Можно представить, какой ревностной любовью была окружена при дворе эта драгоценная, обожаемая белокожая девочка с рыжими волосами, заметно отличавшаяся от детей короля Франции крепким здоровьем. По возвращении Марии де Гиз в Шотландию принять на себя заботу об ее воспитании должна была королева, которая действительно относилась к ней, как к родной дочери, или по крайней мере старалась делать вид. Но герцогиня де Валентинуа не собиралась оставлять во власти Екатерины ту, которая должна была стать ее преемницей.

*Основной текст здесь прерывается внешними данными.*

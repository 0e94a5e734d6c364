use std::fmt;
use std::str::FromStr;
use time::format_description::well_known::Rfc3339;
use time::OffsetDateTime;

/// Simple "YYYY-MM" utility with ordering, used for month-partitioned shards.
#[derive(Clone, Copy, Debug, PartialEq, Eq, PartialOrd, Ord, Hash)]
pub struct YearMonth {
    pub year: u16,
    pub month: u8, // 1..=12
}

impl YearMonth {
    pub fn new(year: u16, month: u8) -> Self {
        assert!((1..=12).contains(&month), "Month must be 1..=12");
        Self { year, month }
    }
}

impl fmt::Display for YearMonth {
    fn fmt(&self, f: &mut fmt::Formatter<'_>) -> fmt::Result {
        write!(f, "{:04}-{:02}", self.year, self.month)
    }
}

impl FromStr for YearMonth {
    type Err = String;
    fn from_str(s: &str) -> Result<Self, Self::Err> {
        let parts: Vec<_> = s.split('-').collect();
        if parts.len() != 2 {
            return Err("expected YYYY-MM".into());
        }
        let year: u16 = parts[0].parse().map_err(|_| "invalid year")?;
        let month: u8 = parts[1].parse().map_err(|_| "invalid month")?;
        if !(1..=12).contains(&month) {
            return Err("month must be 01..12".into());
        }
        Ok(Self { year, month })
    }
}

/// Month of an RFC3339 `created_at` string (`2017-10-05T14:30:00.000Z`),
/// or `None` if the timestamp doesn't parse.
pub fn ym_from_created_at(created_at: &str) -> Option<YearMonth> {
    let dt = OffsetDateTime::parse(created_at, &Rfc3339).ok()?;
    let date = dt.date();
    let year = date.year().clamp(0, u16::MAX as i32) as u16;
    Some(YearMonth { year, month: date.month() as u8 })
}
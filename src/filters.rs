//! Retention predicates over one record, combined as an ordered conjunction.
//!
//! Each variant answers "keep this record?" from the record's fields plus the
//! running [`KeyIndex`]. A record missing a field an active filter needs is
//! dropped and counted, never silently passed.

use crate::key_index::KeyIndex;
use crate::record::{author_id, canonical_id, lang, text};
use ahash::AHashSet;
use anyhow::{Context, Result};
use regex::Regex;
use serde_json::Value;

/// Why a record was not retained. The driver reports one aggregate removed
/// count; causes exist for logging and tests.
#[derive(Clone, Copy, Debug, PartialEq, Eq)]
pub enum DropCause {
    Duplicate,
    Language,
    BotAuthor,
    BotText,
    Keyword,
    ExcludedId,
    MissingField,
}

#[derive(Clone, Copy, Debug, PartialEq, Eq)]
pub enum Verdict {
    Keep,
    Drop(DropCause),
}

/// One configured retention predicate.
pub enum Filter {
    /// Drop records whose id was already retained in this operation.
    Duplicate,
    /// Keep only records in the target language. `"und"` passes: an
    /// undetermined language is never excluded by this filter alone.
    Language(String),
    /// Drop records authored by a known bot account.
    BotAuthor(AHashSet<String>),
    /// Drop records whose text starts with a known bot pattern.
    BotText(Vec<Regex>),
    /// Drop records whose text contains an excluded keyword.
    KeywordExclude(Vec<String>),
    /// Drop records from an explicit id blocklist.
    ExcludeIds(AHashSet<String>),
}

impl Filter {
    fn apply(&self, record: &Value, index: &KeyIndex) -> Verdict {
        match self {
            Filter::Duplicate => match canonical_id(record) {
                Some(id) if index.contains(&id) => Verdict::Drop(DropCause::Duplicate),
                Some(_) => Verdict::Keep,
                None => Verdict::Drop(DropCause::MissingField),
            },
            Filter::Language(target) => match lang(record) {
                Some("und") => Verdict::Keep,
                Some(l) if l == target => Verdict::Keep,
                Some(_) => Verdict::Drop(DropCause::Language),
                None => Verdict::Drop(DropCause::MissingField),
            },
            Filter::BotAuthor(bots) => match author_id(record) {
                Some(a) if bots.contains(&a) => Verdict::Drop(DropCause::BotAuthor),
                Some(_) => Verdict::Keep,
                None => Verdict::Drop(DropCause::MissingField),
            },
            Filter::BotText(patterns) => match text(record) {
                Some(t) if patterns.iter().any(|re| re.is_match(t)) => {
                    Verdict::Drop(DropCause::BotText)
                }
                Some(_) => Verdict::Keep,
                None => Verdict::Drop(DropCause::MissingField),
            },
            Filter::KeywordExclude(words) => match text(record) {
                Some(t) if words.iter().any(|w| t.contains(w.as_str())) => {
                    Verdict::Drop(DropCause::Keyword)
                }
                Some(_) => Verdict::Keep,
                None => Verdict::Drop(DropCause::MissingField),
            },
            Filter::ExcludeIds(ids) => match canonical_id(record) {
                Some(id) if ids.contains(&id) => Verdict::Drop(DropCause::ExcludedId),
                Some(_) => Verdict::Keep,
                None => Verdict::Drop(DropCause::MissingField),
            },
        }
    }
}

/// Ordered conjunction of filters: a record is retained iff every filter
/// keeps it.
#[derive(Default)]
pub struct FilterChain {
    filters: Vec<Filter>,
}

impl FilterChain {
    pub fn new(filters: Vec<Filter>) -> Self {
        Self { filters }
    }

    /// A chain that only suppresses duplicates (incremental merges).
    pub fn duplicates_only() -> Self {
        Self { filters: vec![Filter::Duplicate] }
    }

    pub fn is_empty(&self) -> bool {
        self.filters.is_empty()
    }

    fn tracks_duplicates(&self) -> bool {
        self.filters.iter().any(|f| matches!(f, Filter::Duplicate))
    }

    /// Evaluate the whole chain against one record.
    ///
    /// The record's id enters the index only when the chain keeps the record:
    /// a copy dropped for language (say) does not block a later retainable
    /// copy of the same id.
    pub fn evaluate(&self, record: &Value, index: &mut KeyIndex) -> Verdict {
        for f in &self.filters {
            if let Verdict::Drop(cause) = f.apply(record, index) {
                return Verdict::Drop(cause);
            }
        }
        if self.tracks_duplicates() {
            if let Some(id) = canonical_id(record) {
                index.insert(id);
            }
        }
        Verdict::Keep
    }
}

/// Compile bot text patterns with match-from-start semantics: a pattern
/// matching any prefix of the text excludes the record, like Python's
/// `re.match`.
pub fn compile_prefix_patterns<I, S>(patterns: I) -> Result<Vec<Regex>>
where
    I: IntoIterator<Item = S>,
    S: AsRef<str>,
{
    patterns
        .into_iter()
        .map(|p| {
            let p = p.as_ref();
            Regex::new(&format!("^(?:{p})")).with_context(|| format!("bot text pattern `{p}`"))
        })
        .collect()
}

Она расточала «маленькой королеве» ласки, относилась к ней с необыкновенной заботой и предупредительностью. Мария, которая была политиком от рождения и, к тому же, получила наставления от своих дядей, быстро поняла, какой из двух дам было важно нравиться. Ее восхищение и любовь обратились к богине, а выскочке предназначалось лишь снисходительное пренебрежение. Диана втайне возликовала, услышав как-то раз, как Мария называла Медичи «торговкой» и «жирной банкиршей». Она и не подозревала, что, внушая этой маленькой фее подобные мысли, она заблаговременно подготавливала ее гибель. Двадцать лет спустя Мария Стюарт, вынужденная бежать из своего королевства и выбирать между Францией и Англией, скорее предпочтет отдать себя в распоряжение Елизавете, которая была ее врагом, чем попросить покровительства у всемогущей правительницы, которую она когда-то оскорбила.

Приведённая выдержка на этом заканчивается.